Migraines are caused by blood vessels in the head constricting and dilating, producing inflammatory substances that cause pain and pulsing sensations. Like cluster headaches, migraines often affect one side of the face/head, but migraines can also cause pain behind the eye or ear, or in both temples.
If left untreated, pain from a migraine continues anywhere from a few hours to several days, and many migraine sufferers experience at least two bouts a month. Other symptoms unique to migraines include an increased sensitivity to light or noise (sometimes both), nausea, vomiting and pain so severe that it interferes with or precludes normal activity.
Another sign of a migraine is an aura, which can take the form of bright spots, shapes or flashes of light that only the sufferer sees. Since auras usually occur before the migraine sets in, a migraine sufferer who knows what is happening has time to prepare. This may mean taking a prescribed medication before the actual pain starts or lying down in a quiet, darkened room.
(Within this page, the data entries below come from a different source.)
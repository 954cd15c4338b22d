//! Two triangles, two materials, one frame of commands, then a removal.

use cgmath::{Point3, Vector3};
use defer_ngin::{
    commands::IndirectCommandBuilder,
    data_structures::{
        camera::Camera,
        mesh::MeshData,
        scene::{Entity, Scene},
        transform::Transform,
    },
    render::{ObjectData, object_data},
    tables::{DenseIndexing, MaterialData},
};

use crate::common::test_utils::{host_tables, view};
mod common;

#[test]
fn two_triangles_end_to_end() {
    let (device, mut tables) = host_tables(DenseIndexing::Ranked);

    let first = tables.meshes.load(&MeshData::triangle());
    let second = tables.meshes.load(&MeshData::triangle());
    assert_eq!(first, view(0, 3, 0, 3));
    assert_eq!(second, view(3, 3, 3, 3));

    let red = tables.materials.add(MaterialData::new(0, 0, 0));
    let blue = tables.materials.add(MaterialData::new(1, 0, 0));
    assert_eq!((red.id(), blue.id()), (0, 1));
    assert_eq!(tables.materials.index(red), 0);
    assert_eq!(tables.materials.index(blue), 1);

    let mut scene = Scene::new(Camera::perspective(
        Point3::new(0.0, 0.0, 3.0),
        cgmath::Deg(45.0),
        800.0,
        600.0,
        0.1,
        100.0,
    ));
    scene.entities.push(Entity::new("left", first, red));
    scene.entities.push(
        Entity::new("right", second, blue)
            .with_transform(Transform::from_position(Vector3::new(1.0, 0.0, 0.0))),
    );

    let mut commands = IndirectCommandBuilder::new(device, 3, "geometry_commands");
    assert_eq!(commands.build(&scene.entities), 2);
    let built = commands.commands();
    assert_eq!((built[0].index_count, built[1].index_count), (3, 3));
    assert_eq!((built[0].first_index, built[1].first_index), (0, 3));
    commands.advance();

    let mut objects: Vec<ObjectData> = Vec::new();
    object_data(&scene.entities, &tables.materials, &mut objects);
    assert_eq!(objects[1].material_index, 1);
    assert_eq!(objects[1].model[3], [1.0, 0.0, 0.0, 1.0]);

    tables.materials.remove(red);
    assert_eq!(tables.materials.index(blue), 0);
}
Migraines can be very debilitating and they often interfere with normal activities. If you think you may be a migraine sufferer, make note of the location, severity and type of pain you have, any increased sensitivity to light or noise, the duration of the pain and response (or lack of response) to OTC treatments. If you are experiencing the symptoms of a migraine, consult your health practitioner who should be able to diagnose and treat your problem.